**Exercise materials**.
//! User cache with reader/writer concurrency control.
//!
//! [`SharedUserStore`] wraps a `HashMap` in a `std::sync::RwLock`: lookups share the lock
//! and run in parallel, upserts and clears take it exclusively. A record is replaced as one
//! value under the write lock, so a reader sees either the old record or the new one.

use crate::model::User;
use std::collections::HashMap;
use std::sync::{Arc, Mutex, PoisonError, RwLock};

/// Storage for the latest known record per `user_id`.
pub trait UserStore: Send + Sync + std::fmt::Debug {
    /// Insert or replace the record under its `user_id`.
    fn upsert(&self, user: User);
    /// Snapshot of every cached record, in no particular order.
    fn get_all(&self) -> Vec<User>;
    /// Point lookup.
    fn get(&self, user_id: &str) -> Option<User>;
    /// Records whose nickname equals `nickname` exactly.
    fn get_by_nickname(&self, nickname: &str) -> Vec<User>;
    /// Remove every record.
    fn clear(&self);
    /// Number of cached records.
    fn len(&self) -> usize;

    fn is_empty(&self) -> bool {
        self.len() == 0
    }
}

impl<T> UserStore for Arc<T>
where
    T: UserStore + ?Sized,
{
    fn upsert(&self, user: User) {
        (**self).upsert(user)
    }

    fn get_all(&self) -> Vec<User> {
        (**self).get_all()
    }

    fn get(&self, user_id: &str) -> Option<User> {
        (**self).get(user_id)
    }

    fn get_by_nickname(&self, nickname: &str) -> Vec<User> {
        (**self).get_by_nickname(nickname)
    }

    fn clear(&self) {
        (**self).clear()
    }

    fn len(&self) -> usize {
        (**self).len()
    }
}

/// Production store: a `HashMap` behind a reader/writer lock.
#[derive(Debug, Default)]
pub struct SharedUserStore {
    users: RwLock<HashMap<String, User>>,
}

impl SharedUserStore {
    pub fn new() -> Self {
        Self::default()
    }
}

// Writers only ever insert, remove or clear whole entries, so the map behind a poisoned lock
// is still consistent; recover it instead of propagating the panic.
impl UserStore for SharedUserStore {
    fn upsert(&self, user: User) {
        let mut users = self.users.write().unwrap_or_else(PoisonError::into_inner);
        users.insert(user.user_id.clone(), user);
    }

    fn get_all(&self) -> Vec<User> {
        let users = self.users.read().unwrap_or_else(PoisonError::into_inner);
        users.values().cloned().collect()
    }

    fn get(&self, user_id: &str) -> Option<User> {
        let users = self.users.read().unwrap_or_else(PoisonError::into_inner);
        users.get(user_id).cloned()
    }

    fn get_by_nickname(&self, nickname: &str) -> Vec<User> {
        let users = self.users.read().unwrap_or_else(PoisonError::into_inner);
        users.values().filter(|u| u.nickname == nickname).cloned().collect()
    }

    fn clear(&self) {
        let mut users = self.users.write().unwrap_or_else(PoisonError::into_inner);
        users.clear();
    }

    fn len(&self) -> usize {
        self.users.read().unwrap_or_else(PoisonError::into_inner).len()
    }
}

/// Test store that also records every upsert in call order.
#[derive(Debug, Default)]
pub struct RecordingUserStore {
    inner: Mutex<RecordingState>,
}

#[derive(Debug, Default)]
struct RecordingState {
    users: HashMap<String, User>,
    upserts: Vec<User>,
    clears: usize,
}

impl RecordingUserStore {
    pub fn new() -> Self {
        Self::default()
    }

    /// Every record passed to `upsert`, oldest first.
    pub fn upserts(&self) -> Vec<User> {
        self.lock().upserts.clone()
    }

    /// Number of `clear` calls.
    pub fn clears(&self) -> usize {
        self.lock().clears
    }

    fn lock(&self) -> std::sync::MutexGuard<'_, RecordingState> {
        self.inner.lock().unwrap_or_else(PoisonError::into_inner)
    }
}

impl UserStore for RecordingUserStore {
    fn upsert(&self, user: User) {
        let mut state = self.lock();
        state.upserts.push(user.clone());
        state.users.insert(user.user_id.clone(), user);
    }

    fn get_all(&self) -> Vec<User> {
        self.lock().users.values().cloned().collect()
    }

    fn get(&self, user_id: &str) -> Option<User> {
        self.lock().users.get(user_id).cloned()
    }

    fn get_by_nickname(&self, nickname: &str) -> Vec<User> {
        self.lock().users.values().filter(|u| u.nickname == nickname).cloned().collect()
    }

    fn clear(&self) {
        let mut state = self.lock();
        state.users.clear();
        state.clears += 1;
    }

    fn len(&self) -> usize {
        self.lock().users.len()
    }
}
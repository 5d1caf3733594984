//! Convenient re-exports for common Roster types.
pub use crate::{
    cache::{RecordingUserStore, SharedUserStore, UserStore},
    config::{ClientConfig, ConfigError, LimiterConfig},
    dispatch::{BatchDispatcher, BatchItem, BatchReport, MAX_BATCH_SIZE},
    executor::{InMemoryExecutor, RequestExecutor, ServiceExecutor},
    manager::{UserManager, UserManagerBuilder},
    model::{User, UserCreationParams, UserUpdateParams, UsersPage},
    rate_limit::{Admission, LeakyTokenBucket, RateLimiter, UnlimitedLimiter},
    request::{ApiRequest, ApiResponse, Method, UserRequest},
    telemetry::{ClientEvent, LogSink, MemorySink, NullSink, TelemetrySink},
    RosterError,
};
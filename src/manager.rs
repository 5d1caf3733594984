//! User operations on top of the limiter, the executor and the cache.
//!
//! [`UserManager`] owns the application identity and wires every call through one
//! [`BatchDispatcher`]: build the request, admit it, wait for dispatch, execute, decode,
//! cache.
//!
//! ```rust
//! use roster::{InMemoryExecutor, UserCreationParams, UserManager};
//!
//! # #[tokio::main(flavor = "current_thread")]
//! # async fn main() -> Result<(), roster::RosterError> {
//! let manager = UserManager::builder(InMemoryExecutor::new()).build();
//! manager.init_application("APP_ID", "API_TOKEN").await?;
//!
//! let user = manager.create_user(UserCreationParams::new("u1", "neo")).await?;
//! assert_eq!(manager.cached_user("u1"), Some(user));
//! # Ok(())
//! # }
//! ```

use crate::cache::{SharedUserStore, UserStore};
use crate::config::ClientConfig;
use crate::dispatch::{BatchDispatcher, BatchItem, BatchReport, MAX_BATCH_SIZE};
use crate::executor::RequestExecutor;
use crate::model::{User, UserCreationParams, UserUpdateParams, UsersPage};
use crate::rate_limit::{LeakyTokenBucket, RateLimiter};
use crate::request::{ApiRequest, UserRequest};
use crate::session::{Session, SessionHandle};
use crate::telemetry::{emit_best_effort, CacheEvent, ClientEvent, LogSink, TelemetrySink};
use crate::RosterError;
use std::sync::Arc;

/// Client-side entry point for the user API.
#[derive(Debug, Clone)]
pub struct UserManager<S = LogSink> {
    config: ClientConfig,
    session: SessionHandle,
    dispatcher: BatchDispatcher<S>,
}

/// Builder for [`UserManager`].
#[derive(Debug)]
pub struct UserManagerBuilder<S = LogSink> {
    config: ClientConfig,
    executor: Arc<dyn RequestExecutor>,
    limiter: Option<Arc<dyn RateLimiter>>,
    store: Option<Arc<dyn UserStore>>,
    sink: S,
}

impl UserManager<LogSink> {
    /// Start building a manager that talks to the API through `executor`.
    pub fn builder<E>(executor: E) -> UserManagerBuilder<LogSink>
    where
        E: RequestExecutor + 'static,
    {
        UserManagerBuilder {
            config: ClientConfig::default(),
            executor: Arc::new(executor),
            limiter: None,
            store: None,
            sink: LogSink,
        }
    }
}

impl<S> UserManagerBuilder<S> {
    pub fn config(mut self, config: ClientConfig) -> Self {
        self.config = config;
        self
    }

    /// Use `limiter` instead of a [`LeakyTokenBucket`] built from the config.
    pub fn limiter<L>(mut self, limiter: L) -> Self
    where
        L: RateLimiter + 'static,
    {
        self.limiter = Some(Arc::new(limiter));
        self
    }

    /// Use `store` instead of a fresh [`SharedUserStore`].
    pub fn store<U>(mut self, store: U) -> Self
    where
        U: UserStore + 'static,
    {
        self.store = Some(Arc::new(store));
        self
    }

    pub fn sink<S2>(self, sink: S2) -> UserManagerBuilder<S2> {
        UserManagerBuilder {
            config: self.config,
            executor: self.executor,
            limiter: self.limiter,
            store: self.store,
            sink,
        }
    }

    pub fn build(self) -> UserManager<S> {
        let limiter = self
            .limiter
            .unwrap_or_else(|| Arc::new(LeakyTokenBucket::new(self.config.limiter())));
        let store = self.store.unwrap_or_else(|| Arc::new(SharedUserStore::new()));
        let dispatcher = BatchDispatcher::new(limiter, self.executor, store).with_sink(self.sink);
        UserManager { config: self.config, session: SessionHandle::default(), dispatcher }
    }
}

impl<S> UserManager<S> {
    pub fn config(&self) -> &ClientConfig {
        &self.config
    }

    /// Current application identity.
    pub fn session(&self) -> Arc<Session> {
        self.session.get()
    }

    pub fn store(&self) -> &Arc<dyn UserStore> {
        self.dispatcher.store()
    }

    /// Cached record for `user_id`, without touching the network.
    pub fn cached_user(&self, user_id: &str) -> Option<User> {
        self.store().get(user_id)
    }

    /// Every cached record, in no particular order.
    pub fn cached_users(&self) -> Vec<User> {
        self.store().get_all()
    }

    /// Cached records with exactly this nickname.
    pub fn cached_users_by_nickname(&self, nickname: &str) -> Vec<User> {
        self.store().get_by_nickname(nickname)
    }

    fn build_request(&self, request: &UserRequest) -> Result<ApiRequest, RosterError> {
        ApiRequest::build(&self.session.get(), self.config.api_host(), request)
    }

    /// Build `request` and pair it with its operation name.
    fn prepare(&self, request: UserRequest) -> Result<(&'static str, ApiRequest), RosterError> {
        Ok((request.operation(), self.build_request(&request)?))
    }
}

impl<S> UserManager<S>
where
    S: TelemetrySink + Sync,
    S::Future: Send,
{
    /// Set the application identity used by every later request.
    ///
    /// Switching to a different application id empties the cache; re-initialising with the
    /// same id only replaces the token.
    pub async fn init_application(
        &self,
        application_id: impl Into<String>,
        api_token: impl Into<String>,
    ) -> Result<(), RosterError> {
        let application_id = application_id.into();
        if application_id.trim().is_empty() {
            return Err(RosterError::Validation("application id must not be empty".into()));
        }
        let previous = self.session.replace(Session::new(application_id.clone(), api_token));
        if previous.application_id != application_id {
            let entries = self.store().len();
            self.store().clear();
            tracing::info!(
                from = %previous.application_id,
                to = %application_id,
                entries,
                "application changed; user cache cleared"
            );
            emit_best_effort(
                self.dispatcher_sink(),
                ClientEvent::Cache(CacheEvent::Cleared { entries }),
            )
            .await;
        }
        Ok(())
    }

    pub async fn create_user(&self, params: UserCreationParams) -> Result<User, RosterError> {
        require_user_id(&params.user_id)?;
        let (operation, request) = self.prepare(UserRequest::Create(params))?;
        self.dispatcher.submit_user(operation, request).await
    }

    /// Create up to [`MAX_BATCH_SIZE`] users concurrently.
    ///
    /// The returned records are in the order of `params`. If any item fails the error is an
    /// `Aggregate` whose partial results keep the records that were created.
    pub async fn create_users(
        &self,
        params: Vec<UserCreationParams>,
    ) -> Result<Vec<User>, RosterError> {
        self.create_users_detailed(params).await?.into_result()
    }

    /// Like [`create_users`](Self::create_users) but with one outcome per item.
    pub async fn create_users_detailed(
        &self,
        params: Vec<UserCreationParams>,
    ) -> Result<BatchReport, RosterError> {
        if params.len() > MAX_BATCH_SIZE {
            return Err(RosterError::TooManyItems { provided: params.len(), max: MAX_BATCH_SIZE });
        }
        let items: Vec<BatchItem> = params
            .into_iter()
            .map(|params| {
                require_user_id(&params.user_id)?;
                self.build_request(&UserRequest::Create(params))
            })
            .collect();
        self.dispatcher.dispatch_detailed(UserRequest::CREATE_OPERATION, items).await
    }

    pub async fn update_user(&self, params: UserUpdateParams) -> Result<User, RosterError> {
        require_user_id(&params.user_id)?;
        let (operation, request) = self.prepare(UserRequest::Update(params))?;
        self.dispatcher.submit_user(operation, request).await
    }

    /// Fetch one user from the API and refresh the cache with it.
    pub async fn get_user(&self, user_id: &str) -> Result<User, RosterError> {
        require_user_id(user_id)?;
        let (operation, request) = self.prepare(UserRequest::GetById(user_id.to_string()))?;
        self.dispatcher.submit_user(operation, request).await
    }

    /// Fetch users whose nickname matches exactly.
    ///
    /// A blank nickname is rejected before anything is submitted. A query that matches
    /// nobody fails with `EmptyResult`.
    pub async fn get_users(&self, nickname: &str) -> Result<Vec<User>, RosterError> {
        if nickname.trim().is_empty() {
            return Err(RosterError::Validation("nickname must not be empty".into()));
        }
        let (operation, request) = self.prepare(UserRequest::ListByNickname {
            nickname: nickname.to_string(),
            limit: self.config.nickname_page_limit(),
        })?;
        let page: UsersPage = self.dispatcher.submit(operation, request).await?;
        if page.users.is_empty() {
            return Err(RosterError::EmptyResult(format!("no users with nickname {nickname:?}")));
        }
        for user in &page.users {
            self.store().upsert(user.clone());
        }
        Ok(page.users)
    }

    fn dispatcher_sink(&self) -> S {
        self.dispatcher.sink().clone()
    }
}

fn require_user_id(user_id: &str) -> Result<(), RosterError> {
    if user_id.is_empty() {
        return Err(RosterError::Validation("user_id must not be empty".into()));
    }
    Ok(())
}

* * *

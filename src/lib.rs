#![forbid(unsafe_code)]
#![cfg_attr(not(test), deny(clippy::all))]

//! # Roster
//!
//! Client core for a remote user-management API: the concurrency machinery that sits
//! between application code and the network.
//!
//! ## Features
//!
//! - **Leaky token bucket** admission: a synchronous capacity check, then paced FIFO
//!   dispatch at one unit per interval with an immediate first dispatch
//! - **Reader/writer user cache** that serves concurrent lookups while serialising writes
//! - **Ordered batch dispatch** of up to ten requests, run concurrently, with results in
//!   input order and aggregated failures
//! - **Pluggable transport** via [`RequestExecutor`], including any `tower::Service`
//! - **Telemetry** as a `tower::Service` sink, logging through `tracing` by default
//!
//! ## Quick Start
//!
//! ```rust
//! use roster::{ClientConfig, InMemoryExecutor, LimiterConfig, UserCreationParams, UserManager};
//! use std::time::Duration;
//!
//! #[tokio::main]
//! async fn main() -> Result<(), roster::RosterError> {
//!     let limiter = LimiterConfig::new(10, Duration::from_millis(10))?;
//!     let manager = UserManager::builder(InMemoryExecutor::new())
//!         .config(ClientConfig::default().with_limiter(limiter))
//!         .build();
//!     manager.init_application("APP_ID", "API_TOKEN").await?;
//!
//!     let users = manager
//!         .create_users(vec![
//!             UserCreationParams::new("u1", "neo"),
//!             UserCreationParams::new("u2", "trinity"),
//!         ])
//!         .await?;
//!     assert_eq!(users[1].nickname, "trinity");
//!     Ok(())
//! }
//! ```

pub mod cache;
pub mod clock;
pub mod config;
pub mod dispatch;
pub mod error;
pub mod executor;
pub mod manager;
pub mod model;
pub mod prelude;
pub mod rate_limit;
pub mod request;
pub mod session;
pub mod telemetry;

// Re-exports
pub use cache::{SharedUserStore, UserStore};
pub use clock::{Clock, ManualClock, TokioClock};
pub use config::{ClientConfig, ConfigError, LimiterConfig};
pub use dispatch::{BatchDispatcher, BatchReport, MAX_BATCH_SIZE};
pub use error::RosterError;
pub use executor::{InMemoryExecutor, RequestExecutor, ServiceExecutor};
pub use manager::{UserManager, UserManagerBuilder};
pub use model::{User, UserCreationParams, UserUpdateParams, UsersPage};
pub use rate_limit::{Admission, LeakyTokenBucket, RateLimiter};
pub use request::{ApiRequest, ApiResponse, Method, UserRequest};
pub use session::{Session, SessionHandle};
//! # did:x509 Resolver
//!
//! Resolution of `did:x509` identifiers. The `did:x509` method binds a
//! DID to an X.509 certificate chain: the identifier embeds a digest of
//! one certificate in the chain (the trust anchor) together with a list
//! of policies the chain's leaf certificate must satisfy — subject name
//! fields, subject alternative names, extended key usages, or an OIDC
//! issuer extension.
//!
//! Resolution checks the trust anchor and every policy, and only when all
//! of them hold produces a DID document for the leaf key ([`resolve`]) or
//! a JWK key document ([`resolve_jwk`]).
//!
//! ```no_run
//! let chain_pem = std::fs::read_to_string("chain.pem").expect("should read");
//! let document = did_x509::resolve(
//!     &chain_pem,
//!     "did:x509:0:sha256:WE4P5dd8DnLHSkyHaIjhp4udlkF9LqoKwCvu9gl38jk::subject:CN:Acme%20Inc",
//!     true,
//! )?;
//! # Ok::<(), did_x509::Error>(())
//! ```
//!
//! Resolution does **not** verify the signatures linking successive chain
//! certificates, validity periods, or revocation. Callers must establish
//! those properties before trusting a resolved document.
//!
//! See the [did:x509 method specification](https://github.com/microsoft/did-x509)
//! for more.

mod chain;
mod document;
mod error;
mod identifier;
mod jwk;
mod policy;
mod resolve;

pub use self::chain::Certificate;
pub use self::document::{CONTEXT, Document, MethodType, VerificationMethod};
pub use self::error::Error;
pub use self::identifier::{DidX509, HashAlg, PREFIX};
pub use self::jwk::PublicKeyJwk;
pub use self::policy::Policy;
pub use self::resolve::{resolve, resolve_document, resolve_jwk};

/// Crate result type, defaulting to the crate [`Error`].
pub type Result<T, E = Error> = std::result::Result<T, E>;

* * *

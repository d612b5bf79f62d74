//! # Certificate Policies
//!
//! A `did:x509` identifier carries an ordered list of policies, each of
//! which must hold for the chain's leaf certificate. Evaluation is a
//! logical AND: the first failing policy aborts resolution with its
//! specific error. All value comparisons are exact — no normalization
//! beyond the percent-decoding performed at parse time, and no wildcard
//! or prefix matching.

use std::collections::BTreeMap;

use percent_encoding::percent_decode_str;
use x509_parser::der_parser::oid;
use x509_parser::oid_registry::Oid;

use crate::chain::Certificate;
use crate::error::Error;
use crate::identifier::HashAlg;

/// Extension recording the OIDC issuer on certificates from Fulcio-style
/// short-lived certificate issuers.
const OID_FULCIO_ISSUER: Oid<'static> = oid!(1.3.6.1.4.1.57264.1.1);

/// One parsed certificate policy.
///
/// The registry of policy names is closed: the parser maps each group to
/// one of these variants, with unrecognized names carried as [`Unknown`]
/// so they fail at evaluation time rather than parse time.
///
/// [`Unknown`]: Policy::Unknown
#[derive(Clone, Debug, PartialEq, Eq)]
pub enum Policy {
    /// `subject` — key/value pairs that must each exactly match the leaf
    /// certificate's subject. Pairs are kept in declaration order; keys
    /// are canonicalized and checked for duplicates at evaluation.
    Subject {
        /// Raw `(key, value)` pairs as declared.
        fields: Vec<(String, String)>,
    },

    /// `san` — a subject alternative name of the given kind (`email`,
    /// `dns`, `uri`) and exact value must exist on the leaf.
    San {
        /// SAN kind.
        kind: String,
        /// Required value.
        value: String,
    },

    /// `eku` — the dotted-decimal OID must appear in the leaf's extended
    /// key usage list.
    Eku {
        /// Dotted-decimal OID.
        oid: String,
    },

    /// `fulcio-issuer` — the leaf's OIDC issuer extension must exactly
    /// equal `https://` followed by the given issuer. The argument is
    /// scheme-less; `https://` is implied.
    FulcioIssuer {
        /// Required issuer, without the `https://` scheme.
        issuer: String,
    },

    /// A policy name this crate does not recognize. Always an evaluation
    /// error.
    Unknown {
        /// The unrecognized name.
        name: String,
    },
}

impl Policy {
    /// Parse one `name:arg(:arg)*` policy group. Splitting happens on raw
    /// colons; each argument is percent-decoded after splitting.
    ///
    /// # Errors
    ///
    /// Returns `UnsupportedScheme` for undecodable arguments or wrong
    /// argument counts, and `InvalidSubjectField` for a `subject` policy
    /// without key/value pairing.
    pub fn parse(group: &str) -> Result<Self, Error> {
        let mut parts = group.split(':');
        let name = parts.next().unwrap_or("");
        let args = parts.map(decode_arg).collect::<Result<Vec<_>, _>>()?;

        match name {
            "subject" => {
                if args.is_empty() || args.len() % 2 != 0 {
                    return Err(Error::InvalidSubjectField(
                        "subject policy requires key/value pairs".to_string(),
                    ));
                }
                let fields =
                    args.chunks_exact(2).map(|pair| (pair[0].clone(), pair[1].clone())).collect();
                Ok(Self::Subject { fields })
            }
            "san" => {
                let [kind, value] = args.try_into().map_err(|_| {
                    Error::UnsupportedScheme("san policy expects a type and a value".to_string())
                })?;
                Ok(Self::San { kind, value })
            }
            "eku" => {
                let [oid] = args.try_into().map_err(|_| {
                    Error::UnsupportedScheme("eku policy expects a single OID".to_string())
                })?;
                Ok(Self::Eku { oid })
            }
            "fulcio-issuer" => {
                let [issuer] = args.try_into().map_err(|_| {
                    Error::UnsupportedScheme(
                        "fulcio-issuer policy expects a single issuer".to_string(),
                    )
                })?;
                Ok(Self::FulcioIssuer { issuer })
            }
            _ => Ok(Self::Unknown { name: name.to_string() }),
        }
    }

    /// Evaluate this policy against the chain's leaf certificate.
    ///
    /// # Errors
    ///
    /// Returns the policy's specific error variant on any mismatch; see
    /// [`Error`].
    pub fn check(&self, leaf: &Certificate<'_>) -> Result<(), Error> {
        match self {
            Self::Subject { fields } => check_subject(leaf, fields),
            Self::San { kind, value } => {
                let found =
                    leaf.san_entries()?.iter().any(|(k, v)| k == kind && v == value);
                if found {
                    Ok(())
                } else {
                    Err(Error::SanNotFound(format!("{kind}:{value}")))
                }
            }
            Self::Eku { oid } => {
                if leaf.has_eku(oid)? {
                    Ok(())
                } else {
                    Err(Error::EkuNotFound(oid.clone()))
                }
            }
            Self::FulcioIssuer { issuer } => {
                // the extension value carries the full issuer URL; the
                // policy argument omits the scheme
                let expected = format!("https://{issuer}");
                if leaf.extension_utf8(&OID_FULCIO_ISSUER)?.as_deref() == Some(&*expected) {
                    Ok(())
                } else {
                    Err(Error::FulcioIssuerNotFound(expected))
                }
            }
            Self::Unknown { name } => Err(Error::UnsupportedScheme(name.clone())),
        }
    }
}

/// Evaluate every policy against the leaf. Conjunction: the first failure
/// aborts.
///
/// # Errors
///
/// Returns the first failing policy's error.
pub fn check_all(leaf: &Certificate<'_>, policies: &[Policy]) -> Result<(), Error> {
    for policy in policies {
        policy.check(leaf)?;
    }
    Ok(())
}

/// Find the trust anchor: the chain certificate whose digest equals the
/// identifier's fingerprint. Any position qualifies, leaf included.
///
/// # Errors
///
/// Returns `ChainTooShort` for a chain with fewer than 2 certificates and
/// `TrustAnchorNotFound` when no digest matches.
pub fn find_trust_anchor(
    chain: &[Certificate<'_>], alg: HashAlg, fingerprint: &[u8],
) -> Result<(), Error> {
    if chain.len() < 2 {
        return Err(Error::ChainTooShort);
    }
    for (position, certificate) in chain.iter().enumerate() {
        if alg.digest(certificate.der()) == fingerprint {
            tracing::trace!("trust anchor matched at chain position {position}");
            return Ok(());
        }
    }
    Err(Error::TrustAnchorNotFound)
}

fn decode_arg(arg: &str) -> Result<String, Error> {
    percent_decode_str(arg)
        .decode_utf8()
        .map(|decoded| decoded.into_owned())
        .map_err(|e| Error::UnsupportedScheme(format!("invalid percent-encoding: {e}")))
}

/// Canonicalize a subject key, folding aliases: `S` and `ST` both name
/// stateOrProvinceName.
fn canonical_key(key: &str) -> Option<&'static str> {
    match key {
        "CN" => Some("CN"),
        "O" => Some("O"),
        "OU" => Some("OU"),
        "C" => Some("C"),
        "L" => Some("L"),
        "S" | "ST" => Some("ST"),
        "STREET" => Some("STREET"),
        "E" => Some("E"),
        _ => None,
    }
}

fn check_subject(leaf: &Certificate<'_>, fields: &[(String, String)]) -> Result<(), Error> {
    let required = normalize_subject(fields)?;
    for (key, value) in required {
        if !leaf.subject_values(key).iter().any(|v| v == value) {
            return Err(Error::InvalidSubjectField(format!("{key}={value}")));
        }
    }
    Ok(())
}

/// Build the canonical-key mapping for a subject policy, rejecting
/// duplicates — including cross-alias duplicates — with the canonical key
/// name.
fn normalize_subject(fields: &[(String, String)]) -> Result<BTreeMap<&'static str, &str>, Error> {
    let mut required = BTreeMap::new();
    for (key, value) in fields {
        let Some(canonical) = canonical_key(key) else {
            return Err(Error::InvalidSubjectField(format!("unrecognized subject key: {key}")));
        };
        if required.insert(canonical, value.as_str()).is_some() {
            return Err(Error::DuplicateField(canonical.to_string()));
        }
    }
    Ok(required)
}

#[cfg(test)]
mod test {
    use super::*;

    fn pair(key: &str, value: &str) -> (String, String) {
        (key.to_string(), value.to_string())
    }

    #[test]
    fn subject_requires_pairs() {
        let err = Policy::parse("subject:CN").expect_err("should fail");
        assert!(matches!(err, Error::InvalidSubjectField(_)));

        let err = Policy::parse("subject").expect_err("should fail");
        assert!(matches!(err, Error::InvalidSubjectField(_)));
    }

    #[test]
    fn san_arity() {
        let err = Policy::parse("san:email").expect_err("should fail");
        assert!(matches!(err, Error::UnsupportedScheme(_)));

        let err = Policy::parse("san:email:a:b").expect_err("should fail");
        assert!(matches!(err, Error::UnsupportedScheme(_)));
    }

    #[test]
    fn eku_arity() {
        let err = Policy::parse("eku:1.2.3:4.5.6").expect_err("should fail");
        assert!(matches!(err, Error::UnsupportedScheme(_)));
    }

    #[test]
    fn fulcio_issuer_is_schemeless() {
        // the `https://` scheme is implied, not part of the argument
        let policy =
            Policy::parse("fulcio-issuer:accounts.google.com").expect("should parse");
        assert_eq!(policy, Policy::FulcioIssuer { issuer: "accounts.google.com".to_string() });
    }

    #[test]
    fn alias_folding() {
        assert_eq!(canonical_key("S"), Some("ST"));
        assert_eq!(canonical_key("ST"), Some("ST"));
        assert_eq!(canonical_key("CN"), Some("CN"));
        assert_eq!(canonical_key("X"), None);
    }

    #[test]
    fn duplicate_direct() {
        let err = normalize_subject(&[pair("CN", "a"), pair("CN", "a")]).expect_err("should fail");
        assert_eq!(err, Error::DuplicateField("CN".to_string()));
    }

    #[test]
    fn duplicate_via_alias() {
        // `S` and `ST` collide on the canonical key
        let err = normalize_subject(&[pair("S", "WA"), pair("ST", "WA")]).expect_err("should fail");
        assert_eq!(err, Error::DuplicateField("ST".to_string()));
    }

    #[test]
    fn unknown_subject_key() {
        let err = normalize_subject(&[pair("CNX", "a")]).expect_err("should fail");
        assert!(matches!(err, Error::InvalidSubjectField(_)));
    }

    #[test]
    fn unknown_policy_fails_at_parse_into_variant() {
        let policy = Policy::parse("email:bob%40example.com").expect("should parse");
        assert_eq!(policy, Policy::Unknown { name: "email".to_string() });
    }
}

**What you are asked to do**.
Pick out each line in the material containing "given".

**Result of this exercise**.
    /// `san` — a subject alternative name of the given kind (`email`,
    /// equal `https://` followed by the given issuer. The argument is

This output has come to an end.